Tras asesinato de turista, gobernador de Guerrero pide “no ser tan pesimistas”

Lamentablemente, no es novedad que en Guerrero la violencia está desatada. Sin embargo, antes las autoridades -en este caso Héctor Astudillo- se protegía las espaldas asegurando que las balaceras y demás incidentes sangrientos no afectaban al turismo de la zona. Incluso, vale la pena recordar una de una de sus inmortales frases ofrecida en julio pasado cuando, luego de darse enfrentamientos en diferentes puntos de la entidad, se atrevió a señalar lo siguiente:

“Hay presencia y una lucha de bandas delincuenciales y las bandas delincuenciales no traen conflicto con el turismo, traen conflicto entre ellos. Por eso ustedes observan que la mayoría de las bajas de los asesinatos dolosos recaen en muchas personas que no son, diríamos, personas que se conozca que andaban de turistas o personas que sencillamente sean muy conocidas”…

Pero como la realidad es muy cab#$%ona y, cuando se está de hablador, no tarda en asestar tremendos periodicazos en la mera trompa, este fin de semana un turista chileno fue una de las víctimas de la inseguridad en el Estado. De acuerdo con Animal Político, el ciudadano chileno identificado como Joshua Muñoz murió tras ser herido en una balacera provocada -según los reportes- por una discusión. Además, como resultado del hecho ocurrido alrededor de las 4:30 de la mañana del domingo otras tres personas (otro chileno y dos mujeres de la CDMX) fueron heridas y necesitaron de ser hospitalizadas. La riña se originó “sin motivo aparente”, señalan algunos de los testigos.

 

Sobre el mismo hecho, Proceso informa con algunas diferencias. De acuerdo con el semanario, el nombre de la víctima mortal era Matías Javier Montecinos y la balacera dejó un saldo de cinco personas heridas. Además, este medio abunda al señalar que el lugar del incidente, el bar Baby Lobster, se ubica en la costera de Acapulco y es propiedad de la familia del secretario de Turismo de Guerrero, Ernesto Rodríguez. Además, agrega, pese a la gran afluencia de turismo que se presenta en el punto en que sucedieron los hechos, las autoridades locales toleran la prostitución y la venta de cocaína… bueno, no nomás ellas. Del asunto también tienen conocimiento los tres niveles de gobierno, además del Ejército.
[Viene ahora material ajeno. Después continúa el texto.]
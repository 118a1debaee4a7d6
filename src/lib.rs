//! Reporters that save molecular-dynamics trajectories in the GROMOS96 (G96)
//! text format. A driving simulation engine polls each reporter for when it
//! next needs to run ([`schedule::NextReport`]), advances that many steps,
//! then hands over a state snapshot; the reporter appends one frame per
//! invocation. Includes a per-copy variant for ring-polymer (RPMD) drivers,
//! which keeps one trajectory file open per bead.

pub mod g96;
pub mod schedule;
pub mod sim;
mod reporter;
mod rpmd;

use std::{io, io::ErrorKind};

pub use g96::G96Frame;
pub use reporter::*;
pub use rpmd::*;
pub use schedule::NextReport;
pub use sim::{RpmdSimulation, Simulation, State};

/// Optional reporter configuration. Both fields are part of the driver
/// protocol, but neither is supported here; setting one fails construction.
#[derive(Clone, Debug, Default)]
pub struct ReporterOptions {
    /// Wrap coordinates back into the periodic box before writing.
    pub enforce_periodic_box: bool,
    /// Write only these atom indices. Empty means the whole system.
    pub atom_subset: Vec<usize>,
}

impl ReporterOptions {
    /// Checked by every reporter constructor, before any file I/O.
    pub(crate) fn validate(&self) -> io::Result<()> {
        if self.enforce_periodic_box {
            return Err(io::Error::new(
                ErrorKind::Unsupported,
                "enforce_periodic_box is not implemented",
            ));
        }

        if !self.atom_subset.is_empty() {
            return Err(io::Error::new(
                ErrorKind::Unsupported,
                "atom_subset is not implemented; only whole-system output is supported",
            ));
        }

        Ok(())
    }
}
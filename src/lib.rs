//! Shared FireHydrant webhook registration and incident event dispatch.
//!
//! Many subscribers share one upstream webhook per provider account. The
//! [`reconciler`] keeps that registration's scope covering every compatible
//! subscriber; each inbound delivery is authenticated by [`verification`],
//! then run through every attached subscriber's [`filter`] by [`dispatch`].

pub mod config;
pub mod delivery_log;
pub mod dispatch;
pub mod error;
pub mod filter;
pub mod http_server;
pub mod reconciler;
pub mod rpc;
pub mod store;
pub mod types;
pub mod upstream;
pub mod verification;
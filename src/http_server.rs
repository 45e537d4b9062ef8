use crate::delivery_log::DeliveryLog;
use crate::dispatch::{self, EventSink};
use crate::error::DeliveryError;
use crate::store::RegistrationStore;
use crate::types::{Delivery, DeliveryStatus};
use crate::verification::SIGNATURE_HEADER;
use axum::{
    body::Bytes,
    extract::{Path, State},
    http::{HeaderMap, StatusCode},
    routing::post,
    Router,
};
use chrono::Utc;
use std::net::SocketAddr;
use std::sync::Arc;
use tokio::net::TcpListener;

/// Everything a delivery handler reads. Cheap to clone.
#[derive(Clone)]
pub struct ServerState {
    pub store: Arc<dyn RegistrationStore>,
    pub sink: Arc<dyn EventSink>,
    pub deliveries: Arc<DeliveryLog>,
}

pub fn router(state: ServerState) -> Router {
    Router::new()
        .route("/webhooks/{account}", post(handle_webhook))
        .with_state(state)
}

/// Bind `addr`, spawn the server, and return the bound address.
pub async fn start(state: ServerState, addr: &str) -> Result<SocketAddr, std::io::Error> {
    let listener = TcpListener::bind(addr).await?;
    let local = listener.local_addr()?;
    tracing::info!(addr = %local, "HTTP server bound");

    let app = router(state);
    tokio::spawn(async move {
        if let Err(e) = axum::serve(listener, app).await {
            tracing::error!(error = %e, "HTTP server error");
        }
    });

    Ok(local)
}

async fn handle_webhook(
    Path(account): Path<String>,
    State(state): State<ServerState>,
    headers: HeaderMap,
    body: Bytes,
) -> Result<StatusCode, DeliveryError> {
    let registration = state
        .store
        .get(&account)?
        .ok_or_else(|| DeliveryError::UnknownAccount(account.clone()))?;
    let subscribers = state.store.list_subscribers()?;

    let signature = headers
        .get(SIGNATURE_HEADER)
        .and_then(|v| v.to_str().ok())
        .unwrap_or("");

    let result = dispatch::handle_delivery(
        &registration,
        &subscribers,
        signature,
        &body,
        state.sink.as_ref(),
    );

    let mut delivery = Delivery {
        id: uuid::Uuid::new_v4().to_string(),
        account,
        received_at: Utc::now(),
        status: DeliveryStatus::Processed,
        operation: None,
        resource_type: None,
        emitted_to: Vec::new(),
    };

    match result {
        Ok(outcome) => {
            delivery.operation = Some(outcome.operation);
            delivery.resource_type = Some(outcome.resource_type);
            delivery.emitted_to = outcome.emitted_to;
            state.deliveries.record(delivery);
            Ok(StatusCode::OK)
        }
        Err(err) => {
            delivery.status = match &err {
                DeliveryError::Verification(_) => DeliveryStatus::VerificationFailed,
                DeliveryError::Malformed(_) => DeliveryStatus::Malformed,
                _ => DeliveryStatus::EmitFailed,
            };
            state.deliveries.record(delivery);
            Err(err)
        }
    }
}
En fin, el caso es que ahora que ya se dejó ver que la inseguridad de siempre también ataca al turismo (bueno, en diciembre también fue asesinado un extranjero, pero como andaba de vacaciones…), el gobernador no podría dejar pasar la oportunidad de… pues ya de nada. Ya que no pudo recurrir a la “vieja confiable” de “se están matando entre ellos”, sólo pudo atinar a decir que no sean gachos, hay que echarle ganas. “Ayúdenme también a que el pesimismo no nos embargue, porque lo peor que nos puede pasar es que se vaya la gente”, dijo al dirigirse a los medios de comunicación y la ciudadanía… aceptando que, ahora sí, lo ocurrido con el ciudadano chileno es “una llamada de atención” que perjudica al puerto. ¡¡¡¿¿¿Apenas llamada de atención???!!! Pues sí. Apenas va a ver cómo resolver el asunto: Vamos a “ponerle más atención a la zona de la Condesa (en la Costera Miguel Alemán), compartiendo responsabilidades con el municipio”.